DIY: Egg Nog

My Sigma Alpha Iota sorority sisters put together a cookbook to raise money for our service projects when we were in undergraduate school (back then, in the olden days, it was called North Texas State University).

The NTSU Flying Worm

The NTSU Flying Worm

The project did very well. At one point, to boost sales, we entered people’s names in a drawing for a dinner we’d cook for them (on a night of their choice in the Green Room) out of recipes in the cookbook. That was a talker, too.

I’ve kept that cookbook, as have others I know, because it has some rockin’ good recipes in it.

My roommate submitted her excellent egg nog recipe, but in the Texas, anything-worth-doing-is-worth-overdoing, spirit, I’m offering up Elena’s. When you see the first two ingredients, you’ll see why.

Elena’s Egg Nog

12 eggs (very fresh, from a supplier you trust), separated

1 bottle cognac (a fifth)

1 1/2 quarts milk

1 c. sugar

1 pint heavy cream

Cinnamon or nutmeg for garnish

Beat egg yolks until light. Continue beating as you gradually add sugar and beat until very light. Stir in milk and cream. Pour in cognac, stirring slowly to mix. Cover and refrigerate one to two hours. Beat egg whites until stiff and fold in with yolk/cream/cognac mixture. Sprinkle with spice. Yields 20 servings.

DIY: Hot Buttered Rum

Yesterday afternoon I had occasion to share a version of this recipe. One of the co-owners of Beth Marie’s, an awesome ice cream shop in Denton that makes its own, was talking about how tough the past week of the ice storm has been on business (I believe the exact phrase was “selling ice to Eskimos”)

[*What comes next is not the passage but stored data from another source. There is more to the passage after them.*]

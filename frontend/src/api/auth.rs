use reqwest::Method;

use super::{
    client::ApiClient,
    error::ApiError,
    types::{LoginRequest, RefreshRequest, RefreshedToken, RegisterRequest, TokenPair},
};

impl ApiClient {
    pub async fn obtain_token(&self, request: &LoginRequest) -> Result<TokenPair, ApiError> {
        self.send_json(Method::POST, "/token/", request).await
    }

    pub async fn refresh_token(&self, refresh: &str) -> Result<RefreshedToken, ApiError> {
        let payload = RefreshRequest {
            refresh: refresh.to_string(),
        };
        self.send_json(Method::POST, "/token/refresh/", &payload)
            .await
    }

    pub async fn register(&self, request: &RegisterRequest) -> Result<(), ApiError> {
        self.send_discarding(Method::POST, "/auth/register/", Some(request))
            .await
    }
}
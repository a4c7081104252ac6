use thiserror::Error;

use crate::{
    api::{ApiError, FieldErrors},
    utils::storage::StorageError,
};

/// Every way a session operation can fail. Transport errors are classified
/// here, before they reach any view.
#[derive(Error, Debug, Clone, PartialEq)]
pub enum SessionError {
    #[error("Network error: {0}")]
    Network(String),

    #[error("Invalid username or password")]
    InvalidCredentials,

    #[error("Validation failed: {0}")]
    Validation(FieldErrors),

    #[error("Corrupted session: {0}")]
    CorruptedSession(String),
}

impl SessionError {
    /// Token endpoints answer bad credentials (and a rejected refresh token)
    /// with 401, and a missing field with 400.
    pub(crate) fn from_token_failure(err: ApiError) -> Self {
        match err {
            ApiError::Unauthorized(_) | ApiError::BadRequest(_) => SessionError::InvalidCredentials,
            other => SessionError::Network(other.to_string()),
        }
    }

    pub(crate) fn from_registration_failure(err: ApiError) -> Self {
        match err {
            ApiError::BadRequest(fields) => SessionError::Validation(fields),
            other => SessionError::Network(other.to_string()),
        }
    }

    /// Message a form shows next to the given field, if any.
    pub fn field_message(&self, field: &str) -> Option<String> {
        match self {
            SessionError::Validation(fields) => fields.get(field).map(|m| m.join(" ")),
            _ => None,
        }
    }
}

impl From<StorageError> for SessionError {
    fn from(err: StorageError) -> Self {
        SessionError::CorruptedSession(err.to_string())
    }
}

#[cfg(test)]
mod tests {
    use super::*;

    #[test]
    fn token_failures_classify_by_status() {
        assert_eq!(
            SessionError::from_token_failure(ApiError::Unauthorized("nope".into())),
            SessionError::InvalidCredentials
        );
        assert_eq!(
            SessionError::from_token_failure(ApiError::BadRequest(FieldErrors::new())),
            SessionError::InvalidCredentials
        );
        assert!(matches!(
            SessionError::from_token_failure(ApiError::Network("refused".into())),
            SessionError::Network(msg) if msg.contains("refused")
        ));
        assert!(matches!(
            SessionError::from_token_failure(ApiError::Server {
                status: 503,
                body: "down".into()
            }),
            SessionError::Network(_)
        ));
    }

    #[test]
    fn registration_failures_keep_field_errors() {
        let mut fields = FieldErrors::new();
        fields.push("username", "already taken");
        let err = SessionError::from_registration_failure(ApiError::BadRequest(fields.clone()));
        assert_eq!(err, SessionError::Validation(fields));
        assert_eq!(err.field_message("username").as_deref(), Some("already taken"));
        assert_eq!(err.field_message("email"), None);
    }

    #[test]
    fn storage_errors_mark_the_session_corrupted() {
        let err: SessionError = StorageError::Unavailable("quota".into()).into();
        assert!(matches!(err, SessionError::CorruptedSession(msg) if msg.contains("quota")));
    }
}
use std::fmt;

use chrono::{DateTime, NaiveDate, Utc};
use serde::{Deserialize, Serialize};

#[derive(Clone, Serialize, Deserialize)]
pub struct LoginRequest {
    pub username: String,
    pub password: String,
}

impl LoginRequest {
    pub fn new(username: impl Into<String>, password: impl Into<String>) -> Self {
        Self {
            username: username.into(),
            password: password.into(),
        }
    }
}

impl fmt::Debug for LoginRequest {
    fn fmt(&self, f: &mut fmt::Formatter<'_>) -> fmt::Result {
        f.debug_struct("LoginRequest")
            .field("username", &self.username)
            .field("password", &"<redacted>")
            .finish()
    }
}

/// Access/refresh pair returned by `POST /token/`.
#[derive(Debug, Clone, PartialEq, Eq, Serialize, Deserialize)]
pub struct TokenPair {
    pub access: String,
    pub refresh: String,
}

#[derive(Debug, Clone, Serialize, Deserialize)]
pub struct RefreshRequest {
    pub refresh: String,
}

/// `POST /token/refresh/` reply. `refresh` is only present when the backend
/// rotates refresh tokens.
#[derive(Debug, Clone, PartialEq, Eq, Serialize, Deserialize)]
pub struct RefreshedToken {
    pub access: String,
    #[serde(default)]
    pub refresh: Option<String>,
}

#[derive(Clone, Default, Serialize, Deserialize)]
pub struct RegisterRequest {
    pub username: String,
    pub password: String,
    pub email: String,
    pub first_name: String,
    pub department: String,
}

impl fmt::Debug for RegisterRequest {
    fn fmt(&self, f: &mut fmt::Formatter<'_>) -> fmt::Result {
        f.debug_struct("RegisterRequest")
            .field("username", &self.username)
            .field("password", &"<redacted>")
            .field("email", &self.email)
            .field("first_name", &self.first_name)
            .field("department", &self.department)
            .finish()
    }
}

#[derive(Debug, Clone, PartialEq, Serialize, Deserialize)]
pub struct Employee {
    pub id: i64,
    #[serde(default)]
    pub user: Option<i64>,
    pub employee_id: String,
    pub name: String,
    pub email: String,
    pub department: String,
    pub created_at: DateTime<Utc>,
}

#[derive(Debug, Clone, PartialEq, Eq, Serialize, Deserialize)]
pub struct NewEmployee {
    pub employee_id: String,
    pub name: String,
    pub email: String,
    pub department: String,
}

#[derive(Debug, Clone, Copy, PartialEq, Eq, Serialize, Deserialize)]
pub enum AttendanceStatus {
    Present,
    Absent,
}

#[derive(Debug, Clone, PartialEq, Eq, Serialize, Deserialize)]
pub struct AttendanceRecord {
    pub id: i64,
    /// Employee slug (`employee_id`), not the numeric key.
    pub employee: String,
    pub date: NaiveDate,
    pub status: AttendanceStatus,
}

#[derive(Debug, Clone, PartialEq, Eq, Serialize, Deserialize)]
pub struct MarkAttendance {
    pub employee: String,
    pub date: NaiveDate,
    pub status: AttendanceStatus,
}

#[derive(Debug, Clone, Copy, PartialEq, Eq, Serialize, Deserialize)]
pub enum LeaveStatus {
    Pending,
    Approved,
    Rejected,
}

#[derive(Debug, Clone, PartialEq, Eq, Serialize, Deserialize)]
pub struct LeaveRequest {
    pub id: String,
    #[serde(default)]
    pub employee_name: Option<String>,
    #[serde(default)]
    pub employee_id: Option<String>,
    pub start_date: NaiveDate,
    pub end_date: NaiveDate,
    pub reason: String,
    pub status: LeaveStatus,
    pub applied_on: DateTime<Utc>,
}

#[derive(Debug, Clone, PartialEq, Eq, Serialize, Deserialize)]
pub struct ApplyLeave {
    pub start_date: NaiveDate,
    pub end_date: NaiveDate,
    pub reason: String,
}

#[derive(Debug, Clone, PartialEq, Eq, Serialize, Deserialize)]
pub struct LeaveDecision {
    pub status: String,
}

#[derive(Debug, Clone, Copy, Default, PartialEq, Eq, Serialize, Deserialize)]
pub struct DashboardStats {
    pub total_employees: usize,
    pub present_today: usize,
    pub absent_today: usize,
    pub pending_leaves: usize,
    /// Records visible to the caller. The backend scopes these to the caller
    /// unless they are staff.
    pub attendance_records: usize,
    pub leave_requests: usize,
}
use log::Level;

/// Routes `log` records to the browser console. Safe to call more than once.
pub fn init() {
    console_error_panic_hook::set_once();
    let level = if cfg!(debug_assertions) {
        Level::Debug
    } else {
        Level::Info
    };
    if console_log::init_with_level(level).is_err() {
        log::debug!("Console logger already installed");
    }
}
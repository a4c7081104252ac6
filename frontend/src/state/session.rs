use crate::{
    api::{ApiClient, LoginRequest, RegisterRequest},
    config,
    session::{SessionError, SessionManager, SessionState},
};
use leptos::*;

pub type SessionContext = (ReadSignal<SessionState>, WriteSignal<SessionState>);

/// Runs the one-time restore and publishes the manager, its `ApiClient` and
/// the state signals to descendants.
pub fn provide_session(manager: SessionManager) -> SessionContext {
    let (state, set_state) = create_signal(SessionState::default());
    set_state.set(manager.restore());

    provide_context(manager.api().clone());
    provide_context(manager);
    let ctx = (state, set_state);
    provide_context::<SessionContext>(ctx);
    ctx
}

#[component]
pub fn SessionProvider(
    #[prop(optional)] manager: Option<SessionManager>,
    children: Children,
) -> impl IntoView {
    let manager =
        manager.unwrap_or_else(|| SessionManager::from_config(config::client_config()));
    provide_session(manager);
    view! { <>{children()}</> }
}

pub fn use_session() -> SessionContext {
    use_context::<SessionContext>().unwrap_or_else(|| create_signal(SessionState::default()))
}

pub fn use_session_manager() -> SessionManager {
    use_context::<SessionManager>()
        .unwrap_or_else(|| SessionManager::from_config(config::client_config()))
}

pub fn use_api_client() -> ApiClient {
    use_context::<ApiClient>().unwrap_or_else(|| use_session_manager().api().clone())
}

pub async fn login_request(
    manager: &SessionManager,
    request: &LoginRequest,
    set_state: WriteSignal<SessionState>,
) -> Result<(), SessionError> {
    let result = manager.login(&request.username, &request.password).await;
    if result.is_ok() {
        set_state.set(manager.state());
    }
    result
}

pub fn logout(manager: &SessionManager, set_state: WriteSignal<SessionState>) {
    manager.logout();
    set_state.set(manager.state());
}

/// Registration never changes the session; the form navigates to login.
pub async fn register_request(
    manager: &SessionManager,
    profile: &RegisterRequest,
) -> Result<(), SessionError> {
    manager.register(profile).await
}

/// Drops the dispatch while the same action is still in flight, so a
/// double-clicked submit issues a single request.
pub fn dispatch_unless_pending<I: 'static, O: 'static>(action: Action<I, O>, input: I) -> bool {
    if action.pending().get_untracked() {
        log::debug!("Ignoring dispatch while a submission is pending");
        return false;
    }
    action.dispatch(input);
    true
}

/// Form submission action. The only way to dispatch it is
/// [`SubmitAction::dispatch`], which ignores submits while one is pending.
pub struct SubmitAction<I: 'static, O: 'static> {
    action: Action<I, O>,
}

impl<I: 'static, O: 'static> Clone for SubmitAction<I, O> {
    fn clone(&self) -> Self {
        *self
    }
}

impl<I: 'static, O: 'static> Copy for SubmitAction<I, O> {}

impl<I: 'static, O: 'static> SubmitAction<I, O> {
    fn new(action: Action<I, O>) -> Self {
        Self { action }
    }

    /// Returns false when the submit was dropped.
    pub fn dispatch(&self, input: I) -> bool {
        dispatch_unless_pending(self.action, input)
    }

    pub fn pending(&self) -> ReadSignal<bool> {
        self.action.pending()
    }

    pub fn value(&self) -> RwSignal<Option<O>> {
        self.action.value()
    }
}

pub fn use_login_action() -> SubmitAction<LoginRequest, Result<(), SessionError>> {
    let (_state, set_state) = use_session();
    let manager = use_session_manager();

    SubmitAction::new(create_action(move |request: &LoginRequest| {
        let request = request.clone();
        let manager = manager.clone();
        async move { login_request(&manager, &request, set_state).await }
    }))
}

pub fn use_register_action() -> SubmitAction<RegisterRequest, Result<(), SessionError>> {
    let manager = use_session_manager();

    SubmitAction::new(create_action(move |profile: &RegisterRequest| {
        let profile = profile.clone();
        let manager = manager.clone();
        async move { register_request(&manager, &profile).await }
    }))
}

pub fn use_logout_action() -> SubmitAction<(), ()> {
    let (_state, set_state) = use_session();
    let manager = use_session_manager();

    SubmitAction::new(create_action(move |_: &()| {
        logout(&manager, set_state);
        async {}
    }))
}
use reqwest::Method;

use super::{
    client::ApiClient,
    error::ApiError,
    types::{AttendanceRecord, MarkAttendance},
};

impl ApiClient {
    /// Newest first. Staff see every employee, everyone else only themselves.
    pub async fn list_attendance(&self) -> Result<Vec<AttendanceRecord>, ApiError> {
        self.get_json("/attendance/").await
    }

    /// A second mark for the same employee and date comes back as
    /// [`ApiError::BadRequest`].
    pub async fn mark_attendance(
        &self,
        request: &MarkAttendance,
    ) -> Result<AttendanceRecord, ApiError> {
        self.send_json(Method::POST, "/attendance/", request).await
    }
}
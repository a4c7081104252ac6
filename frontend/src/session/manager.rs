use std::{cell::RefCell, rc::Rc};

use super::{
    Identity, Role, SessionError, SessionState, ACCESS_TOKEN_KEY, IDENTITY_KEY,
    REFRESH_TOKEN_KEY,
};
use crate::{
    api::{ApiClient, LoginRequest, RegisterRequest, TokenPair},
    config::ClientConfig,
    utils::storage::{self as storage_utils, SessionStorage},
};

const SESSION_KEYS: [&str; 3] = [ACCESS_TOKEN_KEY, REFRESH_TOKEN_KEY, IDENTITY_KEY];

/// Owns the session: the in-memory [`SessionState`], the persisted tokens and
/// identity, and the default bearer header on the shared [`ApiClient`].
///
/// Clones are handles to the same session. No `RefCell` borrow is held
/// across an `.await`, so a pending login never blocks readers.
#[derive(Clone)]
pub struct SessionManager {
    api: ApiClient,
    storage: Rc<dyn SessionStorage>,
    state: Rc<RefCell<SessionState>>,
}

impl SessionManager {
    pub fn new(api: ApiClient, storage: Rc<dyn SessionStorage>) -> Self {
        Self {
            api,
            storage,
            state: Rc::new(RefCell::new(SessionState::default())),
        }
    }

    pub fn from_config(config: &ClientConfig) -> Self {
        Self::new(
            ApiClient::from_config(config),
            storage_utils::default_storage(config),
        )
    }

    pub fn api(&self) -> &ApiClient {
        &self.api
    }

    pub fn state(&self) -> SessionState {
        self.state.borrow().clone()
    }

    pub fn identity(&self) -> Option<Identity> {
        self.state.borrow().identity.clone()
    }

    pub fn role(&self) -> Role {
        self.state.borrow().role
    }

    pub fn is_loading(&self) -> bool {
        self.state.borrow().loading
    }

    pub fn is_authenticated(&self) -> bool {
        self.state.borrow().is_authenticated()
    }

    /// Rebuilds the session from storage without touching the network.
    ///
    /// Anything short of a token plus a decodable identity counts as logged
    /// out; storage is left as found either way.
    pub fn restore(&self) -> SessionState {
        let restored = match self.read_key(ACCESS_TOKEN_KEY) {
            None => {
                self.api.clear_bearer_token();
                SessionState::logged_out()
            }
            Some(token) => match self.read_identity() {
                Some(identity) => {
                    self.api.set_bearer_token(&token);
                    log::info!("Restored session for {}", identity.username);
                    SessionState {
                        identity: Some(identity),
                        loading: false,
                        role: Role::from_access_token(&token),
                    }
                }
                None => {
                    log::warn!("Access token stored without a usable identity; starting logged out");
                    self.api.clear_bearer_token();
                    SessionState::logged_out()
                }
            },
        };
        *self.state.borrow_mut() = restored.clone();
        restored
    }

    /// Exchanges credentials for tokens and persists the new session.
    ///
    /// On any failure the in-memory state and storage are left as they were.
    pub async fn login(&self, username: &str, password: &str) -> Result<(), SessionError> {
        let request = LoginRequest::new(username, password);
        let tokens = self
            .api
            .obtain_token(&request)
            .await
            .map_err(SessionError::from_token_failure)?;
        if tokens.access.is_empty() {
            return Err(SessionError::Network(
                "Token endpoint returned an empty access token".into(),
            ));
        }

        let identity = Identity::from_username(username);
        self.persist_login(&tokens, &identity)?;
        self.api.set_bearer_token(&tokens.access);

        let role = Role::from_access_token(&tokens.access);
        {
            let mut state = self.state.borrow_mut();
            state.identity = Some(identity);
            state.role = role;
            state.loading = false;
        }
        log::info!("Logged in as {} (role={:?})", username, role);
        Ok(())
    }

    /// Creates the account only; the caller logs in separately.
    pub async fn register(&self, profile: &RegisterRequest) -> Result<(), SessionError> {
        self.api
            .register(profile)
            .await
            .map_err(SessionError::from_registration_failure)?;
        log::info!("Registered account {}", profile.username);
        Ok(())
    }

    /// Local teardown only; there is no server-side invalidation.
    pub fn logout(&self) {
        {
            let mut state = self.state.borrow_mut();
            state.identity = None;
            state.role = Role::Unknown;
            state.loading = false;
        }
        for key in SESSION_KEYS {
            if let Err(err) = self.storage.remove_item(key) {
                log::warn!("Failed to clear {}: {}", key, err);
            }
        }
        self.api.clear_bearer_token();
        log::info!("Logged out");
    }

    /// Trades the stored refresh token for a new access token. Never called
    /// implicitly.
    pub async fn refresh(&self) -> Result<(), SessionError> {
        if self.identity().is_none() {
            return Err(SessionError::CorruptedSession(
                "No active session to refresh".into(),
            ));
        }
        let refresh = self
            .storage
            .get_item(REFRESH_TOKEN_KEY)?
            .filter(|token| !token.is_empty())
            .ok_or_else(|| SessionError::CorruptedSession("No refresh token stored".into()))?;

        let refreshed = self
            .api
            .refresh_token(&refresh)
            .await
            .map_err(SessionError::from_token_failure)?;

        let mut entries = vec![(ACCESS_TOKEN_KEY, refreshed.access.as_str())];
        if let Some(rotated) = &refreshed.refresh {
            entries.push((REFRESH_TOKEN_KEY, rotated.as_str()));
        }
        self.write_entries(&entries)?;
        self.api.set_bearer_token(&refreshed.access);
        self.state.borrow_mut().role = Role::from_access_token(&refreshed.access);
        log::debug!("Access token refreshed");
        Ok(())
    }

    fn read_key(&self, key: &str) -> Option<String> {
        match self.storage.get_item(key) {
            Ok(value) => value.filter(|v| !v.is_empty()),
            Err(err) => {
                log::warn!("{}", err);
                None
            }
        }
    }

    fn read_identity(&self) -> Option<Identity> {
        let raw = self.read_key(IDENTITY_KEY)?;
        match serde_json::from_str(&raw) {
            Ok(identity) => Some(identity),
            Err(err) => {
                log::warn!("Stored identity is unreadable: {}", err);
                None
            }
        }
    }

    fn persist_login(&self, tokens: &TokenPair, identity: &Identity) -> Result<(), SessionError> {
        let identity_json = serde_json::to_string(identity).map_err(|e| {
            SessionError::CorruptedSession(format!("Failed to serialize identity: {}", e))
        })?;
        self.write_entries(&[
            (ACCESS_TOKEN_KEY, tokens.access.as_str()),
            (REFRESH_TOKEN_KEY, tokens.refresh.as_str()),
            (IDENTITY_KEY, identity_json.as_str()),
        ])
    }

    /// Writes every entry or none of them. On a failed write the entries
    /// already written get their previous values back.
    fn write_entries(&self, entries: &[(&'static str, &str)]) -> Result<(), SessionError> {
        let mut previous = Vec::with_capacity(entries.len());
        for (key, _) in entries {
            previous.push((*key, self.storage.get_item(key)?));
        }
        for (index, (key, value)) in entries.iter().enumerate() {
            if let Err(err) = self.storage.set_item(key, value) {
                self.put_back(&previous[..index]);
                return Err(err.into());
            }
        }
        Ok(())
    }

    fn put_back(&self, previous: &[(&'static str, Option<String>)]) {
        for (key, value) in previous {
            let result = match value {
                Some(value) => self.storage.set_item(key, value),
                None => self.storage.remove_item(key),
            };
            if let Err(err) = result {
                log::warn!("Rollback of {} failed: {}", key, err);
            }
        }
    }
}

#[cfg(test)]
mod tests {
    use super::*;
    use crate::{
        session::token_with_claims,
        test_support::helpers::FailingStorage,
        utils::storage::MemoryStorage,
    };
    use serde_json::json;

    fn manager_over(storage: &MemoryStorage) -> SessionManager {
        SessionManager::new(
            ApiClient::new("http://127.0.0.1:8000/api"),
            Rc::new(storage.clone()),
        )
    }

    #[test]
    fn new_manager_starts_loading() {
        let manager = manager_over(&MemoryStorage::new());
        assert!(manager.is_loading());
        assert!(!manager.is_authenticated());
    }

    #[test]
    fn restore_with_token_and_identity_yields_identity() {
        let storage = MemoryStorage::new();
        let token = token_with_claims(json!({ "user_id": 7, "is_staff": true }));
        storage.set_item(ACCESS_TOKEN_KEY, &token).unwrap();
        storage.set_item(REFRESH_TOKEN_KEY, "refresh-1").unwrap();
        storage
            .set_item(IDENTITY_KEY, r#"{"username":"alice"}"#)
            .unwrap();

        let manager = manager_over(&storage);
        let state = manager.restore();

        assert_eq!(state.identity, Some(Identity::from_username("alice")));
        assert!(!state.loading);
        assert_eq!(state.role, Role::Admin);
        assert_eq!(manager.state(), state);
        assert_eq!(manager.api().bearer_token(), Some(token));
    }

    #[test]
    fn restore_with_token_but_no_identity_is_logged_out() {
        let storage = MemoryStorage::new();
        storage.set_item(ACCESS_TOKEN_KEY, "access-1").unwrap();

        let manager = manager_over(&storage);
        let state = manager.restore();

        assert_eq!(state, SessionState::logged_out());
        assert_eq!(manager.api().bearer_token(), None);
        assert!(storage.contains_key(ACCESS_TOKEN_KEY));
    }

    #[test]
    fn restore_with_undecodable_identity_is_logged_out() {
        let storage = MemoryStorage::new();
        storage.set_item(ACCESS_TOKEN_KEY, "access-1").unwrap();
        storage.set_item(IDENTITY_KEY, "{not json").unwrap();

        let state = manager_over(&storage).restore();
        assert_eq!(state, SessionState::logged_out());
    }

    #[test]
    fn restore_without_token_ignores_other_keys() {
        let storage = MemoryStorage::new();
        storage.set_item(REFRESH_TOKEN_KEY, "refresh-1").unwrap();
        storage
            .set_item(IDENTITY_KEY, r#"{"username":"alice"}"#)
            .unwrap();

        let state = manager_over(&storage).restore();
        assert_eq!(state, SessionState::logged_out());
    }

    #[test]
    fn restore_treats_empty_token_as_absent() {
        let storage = MemoryStorage::new();
        storage.set_item(ACCESS_TOKEN_KEY, "").unwrap();
        storage
            .set_item(IDENTITY_KEY, r#"{"username":"alice"}"#)
            .unwrap();

        assert_eq!(manager_over(&storage).restore(), SessionState::logged_out());
    }

    #[test]
    fn logout_clears_state_storage_and_header() {
        let storage = MemoryStorage::new();
        storage.set_item(ACCESS_TOKEN_KEY, "access-1").unwrap();
        storage.set_item(REFRESH_TOKEN_KEY, "refresh-1").unwrap();
        storage
            .set_item(IDENTITY_KEY, r#"{"username":"alice"}"#)
            .unwrap();
        let manager = manager_over(&storage);
        manager.restore();
        assert!(manager.is_authenticated());

        manager.logout();

        assert!(storage.is_empty());
        assert_eq!(manager.state(), SessionState::logged_out());
        assert_eq!(manager.api().bearer_token(), None);
        assert_eq!(manager_over(&storage).restore(), SessionState::logged_out());
    }

    #[test]
    fn persist_login_rolls_back_partial_writes() {
        let inner = MemoryStorage::new();
        let manager = SessionManager::new(
            ApiClient::new("http://127.0.0.1:8000/api"),
            Rc::new(FailingStorage {
                inner: inner.clone(),
                fail_on: IDENTITY_KEY,
            }),
        );
        let tokens = TokenPair {
            access: "access-1".into(),
            refresh: "refresh-1".into(),
        };

        let err = manager
            .persist_login(&tokens, &Identity::from_username("alice"))
            .unwrap_err();

        assert!(matches!(err, SessionError::CorruptedSession(_)));
        assert!(inner.is_empty());
    }

    #[test]
    fn logout_continues_past_storage_failures() {
        let inner = MemoryStorage::new();
        inner.set_item(ACCESS_TOKEN_KEY, "access-1").unwrap();
        inner.set_item(REFRESH_TOKEN_KEY, "refresh-1").unwrap();
        inner
            .set_item(IDENTITY_KEY, r#"{"username":"alice"}"#)
            .unwrap();
        let manager = SessionManager::new(
            ApiClient::new("http://127.0.0.1:8000/api"),
            Rc::new(FailingStorage {
                inner: inner.clone(),
                fail_on: REFRESH_TOKEN_KEY,
            }),
        );
        manager.restore();

        manager.logout();

        assert!(!inner.contains_key(ACCESS_TOKEN_KEY));
        assert!(!inner.contains_key(IDENTITY_KEY));
        assert!(manager.identity().is_none());
        assert_eq!(manager.api().bearer_token(), None);
    }
}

Beth Marie's Old Fashioned Ice Cream Parlor, Denton

Beth Marie’s Old Fashioned Ice Cream Parlor, Denton

Folks around him started brain storming about ice cream drinks, and then adult ice cream drinks, as a way to help and then just because it was fun to talk recipes. Beth Marie’s is a family friendly place, so that’s not going to happen. But it was fun to share this one my mother made occasionally.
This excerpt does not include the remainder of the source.